**Instructions for the task:** Could you copy out every line of the data where the word "written" occurs?

..........

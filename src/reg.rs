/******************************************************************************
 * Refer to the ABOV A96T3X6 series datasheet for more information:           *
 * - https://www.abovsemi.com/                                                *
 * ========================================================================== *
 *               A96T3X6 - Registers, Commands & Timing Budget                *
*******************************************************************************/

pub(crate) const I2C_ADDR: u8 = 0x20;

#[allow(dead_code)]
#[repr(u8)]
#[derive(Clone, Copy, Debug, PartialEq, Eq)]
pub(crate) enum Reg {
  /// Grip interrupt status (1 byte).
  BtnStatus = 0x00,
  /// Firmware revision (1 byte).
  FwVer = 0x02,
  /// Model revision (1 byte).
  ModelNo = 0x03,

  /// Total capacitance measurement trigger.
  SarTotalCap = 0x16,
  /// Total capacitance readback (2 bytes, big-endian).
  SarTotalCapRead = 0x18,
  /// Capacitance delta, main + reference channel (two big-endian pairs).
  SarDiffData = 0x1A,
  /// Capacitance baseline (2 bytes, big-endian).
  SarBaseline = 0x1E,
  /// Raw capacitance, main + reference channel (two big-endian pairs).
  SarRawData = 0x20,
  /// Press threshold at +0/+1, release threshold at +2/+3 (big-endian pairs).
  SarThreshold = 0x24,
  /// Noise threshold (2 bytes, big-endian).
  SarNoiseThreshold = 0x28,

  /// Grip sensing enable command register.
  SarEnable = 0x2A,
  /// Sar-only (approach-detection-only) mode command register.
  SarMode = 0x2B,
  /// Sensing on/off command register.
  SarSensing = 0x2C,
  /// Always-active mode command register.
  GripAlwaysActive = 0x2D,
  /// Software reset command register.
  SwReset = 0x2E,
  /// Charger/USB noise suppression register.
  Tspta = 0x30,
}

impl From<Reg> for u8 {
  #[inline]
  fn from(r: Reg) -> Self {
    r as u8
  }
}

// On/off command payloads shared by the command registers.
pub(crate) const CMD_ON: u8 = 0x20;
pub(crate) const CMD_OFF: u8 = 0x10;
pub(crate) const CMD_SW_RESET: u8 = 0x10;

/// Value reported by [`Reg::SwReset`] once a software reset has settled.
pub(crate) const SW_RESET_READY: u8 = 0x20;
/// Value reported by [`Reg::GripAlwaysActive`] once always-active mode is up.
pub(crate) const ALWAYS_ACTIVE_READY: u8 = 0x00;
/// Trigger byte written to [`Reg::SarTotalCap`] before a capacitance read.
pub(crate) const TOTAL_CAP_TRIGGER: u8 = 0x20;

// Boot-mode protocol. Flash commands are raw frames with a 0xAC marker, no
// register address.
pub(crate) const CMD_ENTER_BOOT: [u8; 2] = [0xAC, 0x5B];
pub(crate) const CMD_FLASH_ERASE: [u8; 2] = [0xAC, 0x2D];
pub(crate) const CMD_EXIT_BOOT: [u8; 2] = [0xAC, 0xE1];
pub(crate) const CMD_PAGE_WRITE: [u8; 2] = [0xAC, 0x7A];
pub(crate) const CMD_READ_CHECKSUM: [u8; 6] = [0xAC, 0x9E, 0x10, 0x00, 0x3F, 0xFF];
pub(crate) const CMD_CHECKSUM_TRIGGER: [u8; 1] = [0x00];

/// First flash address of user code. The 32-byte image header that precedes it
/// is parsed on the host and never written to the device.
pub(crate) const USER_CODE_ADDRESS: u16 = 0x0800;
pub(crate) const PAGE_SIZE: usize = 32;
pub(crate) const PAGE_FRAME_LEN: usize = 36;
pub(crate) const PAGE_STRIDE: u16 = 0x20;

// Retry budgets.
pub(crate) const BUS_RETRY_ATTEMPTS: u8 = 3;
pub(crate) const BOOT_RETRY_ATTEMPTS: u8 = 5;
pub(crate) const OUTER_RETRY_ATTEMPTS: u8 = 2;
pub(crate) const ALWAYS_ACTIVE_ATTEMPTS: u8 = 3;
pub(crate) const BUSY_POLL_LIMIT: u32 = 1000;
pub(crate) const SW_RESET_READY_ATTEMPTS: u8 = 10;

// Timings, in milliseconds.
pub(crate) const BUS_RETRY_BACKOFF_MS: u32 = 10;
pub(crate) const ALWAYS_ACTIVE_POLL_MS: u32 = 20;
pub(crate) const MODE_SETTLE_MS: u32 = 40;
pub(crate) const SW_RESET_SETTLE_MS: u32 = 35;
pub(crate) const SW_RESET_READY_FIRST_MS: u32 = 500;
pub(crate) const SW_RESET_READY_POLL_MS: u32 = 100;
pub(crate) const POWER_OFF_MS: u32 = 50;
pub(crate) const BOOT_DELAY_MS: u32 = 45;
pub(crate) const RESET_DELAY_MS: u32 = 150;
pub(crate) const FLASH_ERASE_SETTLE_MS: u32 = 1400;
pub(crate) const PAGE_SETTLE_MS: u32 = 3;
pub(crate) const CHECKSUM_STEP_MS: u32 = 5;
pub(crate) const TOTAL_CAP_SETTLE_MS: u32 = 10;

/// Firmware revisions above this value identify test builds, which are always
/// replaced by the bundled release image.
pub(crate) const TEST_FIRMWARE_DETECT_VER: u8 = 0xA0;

..........

**Solved exercise:**
/// Trigger byte written to [`Reg::SarTotalCap`] before a capacitance read.
/// is parsed on the host and never written to the device.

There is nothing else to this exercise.